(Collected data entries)
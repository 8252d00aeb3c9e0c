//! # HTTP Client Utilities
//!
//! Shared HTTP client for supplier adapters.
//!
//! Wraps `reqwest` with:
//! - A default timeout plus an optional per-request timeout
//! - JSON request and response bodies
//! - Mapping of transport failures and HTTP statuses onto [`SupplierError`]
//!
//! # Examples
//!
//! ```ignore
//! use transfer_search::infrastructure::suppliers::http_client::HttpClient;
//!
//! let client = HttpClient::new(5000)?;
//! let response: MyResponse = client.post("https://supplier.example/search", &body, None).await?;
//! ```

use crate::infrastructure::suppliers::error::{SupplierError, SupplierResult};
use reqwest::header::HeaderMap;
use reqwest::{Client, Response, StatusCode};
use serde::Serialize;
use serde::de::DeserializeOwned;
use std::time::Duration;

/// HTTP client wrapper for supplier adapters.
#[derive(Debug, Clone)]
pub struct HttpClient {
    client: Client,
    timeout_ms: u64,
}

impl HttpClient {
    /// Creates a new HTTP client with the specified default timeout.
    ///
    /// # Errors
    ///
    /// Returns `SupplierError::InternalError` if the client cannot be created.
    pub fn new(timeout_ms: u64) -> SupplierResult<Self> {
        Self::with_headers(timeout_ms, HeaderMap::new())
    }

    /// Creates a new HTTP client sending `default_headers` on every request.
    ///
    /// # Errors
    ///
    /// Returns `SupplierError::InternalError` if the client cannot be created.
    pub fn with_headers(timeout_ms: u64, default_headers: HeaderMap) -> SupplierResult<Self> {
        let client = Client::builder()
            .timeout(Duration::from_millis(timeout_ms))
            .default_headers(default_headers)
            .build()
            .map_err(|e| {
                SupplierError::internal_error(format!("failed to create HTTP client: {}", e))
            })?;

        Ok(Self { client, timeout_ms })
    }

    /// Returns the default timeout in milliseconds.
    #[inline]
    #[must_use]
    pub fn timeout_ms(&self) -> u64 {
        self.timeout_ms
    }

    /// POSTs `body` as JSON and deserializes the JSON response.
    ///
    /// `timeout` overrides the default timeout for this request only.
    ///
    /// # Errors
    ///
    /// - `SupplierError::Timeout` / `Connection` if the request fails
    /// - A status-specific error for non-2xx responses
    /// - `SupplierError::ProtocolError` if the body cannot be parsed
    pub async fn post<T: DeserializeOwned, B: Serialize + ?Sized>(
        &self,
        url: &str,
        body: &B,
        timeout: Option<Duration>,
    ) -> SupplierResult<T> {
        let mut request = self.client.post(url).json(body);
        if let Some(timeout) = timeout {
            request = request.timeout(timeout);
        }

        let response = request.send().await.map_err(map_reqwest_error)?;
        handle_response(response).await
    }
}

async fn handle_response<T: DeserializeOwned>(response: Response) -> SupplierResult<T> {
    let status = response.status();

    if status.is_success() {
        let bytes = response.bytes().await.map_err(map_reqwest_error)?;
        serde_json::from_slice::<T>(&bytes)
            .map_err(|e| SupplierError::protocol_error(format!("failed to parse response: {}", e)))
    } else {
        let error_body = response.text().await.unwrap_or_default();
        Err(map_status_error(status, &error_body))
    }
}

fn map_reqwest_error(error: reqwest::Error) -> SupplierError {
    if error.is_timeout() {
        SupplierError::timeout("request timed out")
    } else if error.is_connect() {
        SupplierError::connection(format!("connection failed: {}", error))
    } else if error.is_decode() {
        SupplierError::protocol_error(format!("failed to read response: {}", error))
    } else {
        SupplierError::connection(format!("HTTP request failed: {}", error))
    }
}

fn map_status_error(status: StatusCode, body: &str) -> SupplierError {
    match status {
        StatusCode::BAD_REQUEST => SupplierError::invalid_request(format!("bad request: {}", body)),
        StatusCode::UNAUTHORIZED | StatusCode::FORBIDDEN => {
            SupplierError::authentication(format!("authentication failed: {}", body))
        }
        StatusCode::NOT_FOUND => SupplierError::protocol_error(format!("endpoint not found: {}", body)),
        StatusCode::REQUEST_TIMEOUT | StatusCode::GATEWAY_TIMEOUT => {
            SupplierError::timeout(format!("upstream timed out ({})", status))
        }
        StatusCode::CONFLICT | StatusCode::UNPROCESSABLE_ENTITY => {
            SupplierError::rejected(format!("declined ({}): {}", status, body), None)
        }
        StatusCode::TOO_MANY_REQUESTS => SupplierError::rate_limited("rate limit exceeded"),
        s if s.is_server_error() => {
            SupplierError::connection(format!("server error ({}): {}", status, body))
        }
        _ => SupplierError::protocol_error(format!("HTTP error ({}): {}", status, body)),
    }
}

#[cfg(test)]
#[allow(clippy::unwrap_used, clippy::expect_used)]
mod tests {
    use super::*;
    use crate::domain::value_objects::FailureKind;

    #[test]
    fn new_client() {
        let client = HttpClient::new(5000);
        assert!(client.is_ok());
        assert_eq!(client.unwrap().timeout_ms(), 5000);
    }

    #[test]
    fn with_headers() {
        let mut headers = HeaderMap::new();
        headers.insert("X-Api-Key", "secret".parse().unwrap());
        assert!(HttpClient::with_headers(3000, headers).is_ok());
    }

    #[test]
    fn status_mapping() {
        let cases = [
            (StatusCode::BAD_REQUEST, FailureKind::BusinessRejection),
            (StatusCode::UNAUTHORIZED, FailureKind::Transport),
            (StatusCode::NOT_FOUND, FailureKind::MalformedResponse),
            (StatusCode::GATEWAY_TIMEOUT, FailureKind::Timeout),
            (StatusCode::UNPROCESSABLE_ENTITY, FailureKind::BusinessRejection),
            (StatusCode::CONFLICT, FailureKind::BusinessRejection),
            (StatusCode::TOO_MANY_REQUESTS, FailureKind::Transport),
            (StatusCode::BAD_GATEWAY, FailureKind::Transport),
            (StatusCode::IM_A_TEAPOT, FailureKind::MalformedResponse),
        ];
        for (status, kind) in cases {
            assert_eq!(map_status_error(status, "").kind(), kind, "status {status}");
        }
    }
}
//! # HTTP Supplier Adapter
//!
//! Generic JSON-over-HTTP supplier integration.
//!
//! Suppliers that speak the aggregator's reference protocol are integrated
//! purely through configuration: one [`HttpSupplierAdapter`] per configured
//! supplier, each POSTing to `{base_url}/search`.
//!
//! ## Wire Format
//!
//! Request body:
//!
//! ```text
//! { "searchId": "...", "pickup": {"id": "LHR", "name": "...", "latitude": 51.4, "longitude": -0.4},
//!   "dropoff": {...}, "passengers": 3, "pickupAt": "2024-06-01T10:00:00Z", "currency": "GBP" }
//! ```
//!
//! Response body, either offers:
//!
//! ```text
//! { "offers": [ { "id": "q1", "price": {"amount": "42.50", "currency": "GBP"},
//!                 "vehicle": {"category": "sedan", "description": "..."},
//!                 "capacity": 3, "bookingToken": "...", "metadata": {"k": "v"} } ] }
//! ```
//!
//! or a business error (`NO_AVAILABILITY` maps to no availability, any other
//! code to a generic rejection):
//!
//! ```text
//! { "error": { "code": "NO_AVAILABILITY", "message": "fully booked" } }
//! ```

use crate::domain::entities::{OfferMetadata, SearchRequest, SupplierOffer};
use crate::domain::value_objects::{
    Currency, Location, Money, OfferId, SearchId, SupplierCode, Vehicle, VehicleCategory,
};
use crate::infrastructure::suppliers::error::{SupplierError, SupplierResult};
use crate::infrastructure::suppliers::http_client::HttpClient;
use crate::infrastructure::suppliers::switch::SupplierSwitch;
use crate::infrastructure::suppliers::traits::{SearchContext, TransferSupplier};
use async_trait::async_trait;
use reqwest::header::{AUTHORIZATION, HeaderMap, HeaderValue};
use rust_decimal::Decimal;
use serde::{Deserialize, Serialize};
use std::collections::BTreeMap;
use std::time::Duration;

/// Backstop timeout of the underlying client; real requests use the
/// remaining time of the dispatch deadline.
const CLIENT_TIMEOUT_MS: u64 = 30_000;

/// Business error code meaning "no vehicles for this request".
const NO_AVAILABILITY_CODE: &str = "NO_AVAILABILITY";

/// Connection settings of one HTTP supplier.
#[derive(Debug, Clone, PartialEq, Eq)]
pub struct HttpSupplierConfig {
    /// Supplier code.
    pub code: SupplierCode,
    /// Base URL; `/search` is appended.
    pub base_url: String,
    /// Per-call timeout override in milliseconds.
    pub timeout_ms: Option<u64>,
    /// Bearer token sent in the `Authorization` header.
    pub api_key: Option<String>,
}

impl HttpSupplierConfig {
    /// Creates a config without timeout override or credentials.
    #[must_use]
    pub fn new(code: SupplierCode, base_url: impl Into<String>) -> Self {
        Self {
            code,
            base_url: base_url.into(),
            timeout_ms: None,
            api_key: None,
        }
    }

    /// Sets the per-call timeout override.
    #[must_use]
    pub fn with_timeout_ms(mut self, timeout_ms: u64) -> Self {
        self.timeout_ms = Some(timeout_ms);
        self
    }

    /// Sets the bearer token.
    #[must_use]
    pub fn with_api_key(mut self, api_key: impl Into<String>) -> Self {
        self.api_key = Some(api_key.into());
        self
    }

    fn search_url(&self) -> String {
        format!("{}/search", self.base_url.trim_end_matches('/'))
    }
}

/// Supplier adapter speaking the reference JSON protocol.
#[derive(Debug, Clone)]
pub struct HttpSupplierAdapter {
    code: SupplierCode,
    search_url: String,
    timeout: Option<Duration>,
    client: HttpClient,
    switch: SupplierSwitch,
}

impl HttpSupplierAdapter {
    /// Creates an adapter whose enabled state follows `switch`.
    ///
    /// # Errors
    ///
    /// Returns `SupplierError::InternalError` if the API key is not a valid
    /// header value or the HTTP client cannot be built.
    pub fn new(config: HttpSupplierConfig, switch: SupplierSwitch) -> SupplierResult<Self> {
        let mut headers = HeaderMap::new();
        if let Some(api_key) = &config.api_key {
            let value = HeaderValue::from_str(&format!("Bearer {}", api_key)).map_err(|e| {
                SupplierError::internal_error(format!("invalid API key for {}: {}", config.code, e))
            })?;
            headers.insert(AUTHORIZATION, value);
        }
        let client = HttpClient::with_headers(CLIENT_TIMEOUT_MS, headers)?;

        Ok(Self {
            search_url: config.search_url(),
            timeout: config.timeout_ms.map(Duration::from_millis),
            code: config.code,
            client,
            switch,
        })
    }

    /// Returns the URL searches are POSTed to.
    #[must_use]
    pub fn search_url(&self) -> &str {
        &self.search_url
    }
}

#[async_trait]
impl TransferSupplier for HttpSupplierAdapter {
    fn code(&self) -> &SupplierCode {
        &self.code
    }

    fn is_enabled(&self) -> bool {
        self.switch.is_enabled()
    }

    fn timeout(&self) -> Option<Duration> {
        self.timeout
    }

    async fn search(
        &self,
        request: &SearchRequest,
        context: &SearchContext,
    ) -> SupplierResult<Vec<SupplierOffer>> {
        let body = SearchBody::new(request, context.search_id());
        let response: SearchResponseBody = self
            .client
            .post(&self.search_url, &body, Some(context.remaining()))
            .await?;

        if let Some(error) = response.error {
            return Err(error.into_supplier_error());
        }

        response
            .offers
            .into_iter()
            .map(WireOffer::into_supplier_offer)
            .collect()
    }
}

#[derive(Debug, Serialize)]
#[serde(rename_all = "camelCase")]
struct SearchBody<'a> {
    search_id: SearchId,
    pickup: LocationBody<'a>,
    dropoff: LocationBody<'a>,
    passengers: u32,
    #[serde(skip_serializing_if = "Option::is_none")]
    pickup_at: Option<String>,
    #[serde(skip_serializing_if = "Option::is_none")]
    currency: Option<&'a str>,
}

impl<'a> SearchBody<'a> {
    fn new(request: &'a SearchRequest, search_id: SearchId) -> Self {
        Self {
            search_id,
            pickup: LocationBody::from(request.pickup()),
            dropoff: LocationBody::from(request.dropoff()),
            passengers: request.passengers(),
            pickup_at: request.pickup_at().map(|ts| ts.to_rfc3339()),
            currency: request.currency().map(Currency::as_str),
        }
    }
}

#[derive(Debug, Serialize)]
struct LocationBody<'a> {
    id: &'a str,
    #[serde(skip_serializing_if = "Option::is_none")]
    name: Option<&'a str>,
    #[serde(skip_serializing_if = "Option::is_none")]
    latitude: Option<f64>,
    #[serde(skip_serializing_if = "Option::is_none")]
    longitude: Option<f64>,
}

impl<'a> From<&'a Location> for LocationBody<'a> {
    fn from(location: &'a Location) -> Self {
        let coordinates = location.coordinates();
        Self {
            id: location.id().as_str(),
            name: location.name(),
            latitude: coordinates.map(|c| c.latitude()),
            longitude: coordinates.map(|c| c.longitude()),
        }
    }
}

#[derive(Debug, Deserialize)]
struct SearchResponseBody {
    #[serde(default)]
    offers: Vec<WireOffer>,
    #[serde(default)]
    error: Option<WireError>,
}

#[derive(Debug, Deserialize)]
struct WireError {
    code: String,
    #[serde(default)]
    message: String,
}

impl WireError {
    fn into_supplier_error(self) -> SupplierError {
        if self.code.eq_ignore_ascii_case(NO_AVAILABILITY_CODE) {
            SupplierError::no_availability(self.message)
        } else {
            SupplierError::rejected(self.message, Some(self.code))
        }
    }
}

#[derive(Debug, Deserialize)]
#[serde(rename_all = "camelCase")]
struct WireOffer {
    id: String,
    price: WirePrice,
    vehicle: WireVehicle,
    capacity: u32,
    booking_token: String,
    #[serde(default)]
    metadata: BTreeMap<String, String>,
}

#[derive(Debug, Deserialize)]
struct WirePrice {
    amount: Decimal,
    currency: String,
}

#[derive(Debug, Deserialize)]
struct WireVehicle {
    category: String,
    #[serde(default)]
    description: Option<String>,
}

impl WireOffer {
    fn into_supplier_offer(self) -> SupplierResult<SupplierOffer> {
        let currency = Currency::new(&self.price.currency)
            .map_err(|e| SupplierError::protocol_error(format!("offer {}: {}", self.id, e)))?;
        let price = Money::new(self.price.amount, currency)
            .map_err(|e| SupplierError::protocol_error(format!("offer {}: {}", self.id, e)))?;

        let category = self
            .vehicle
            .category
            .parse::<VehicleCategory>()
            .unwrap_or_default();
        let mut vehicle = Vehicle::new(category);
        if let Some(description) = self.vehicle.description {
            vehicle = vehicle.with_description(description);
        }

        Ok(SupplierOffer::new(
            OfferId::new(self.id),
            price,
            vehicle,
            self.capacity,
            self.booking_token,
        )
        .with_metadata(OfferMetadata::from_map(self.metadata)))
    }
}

## The problem
Throughout the records, the word "OfferMetadata" shows up on certain lines. Report how many lines, with only the number.

## Final answer
2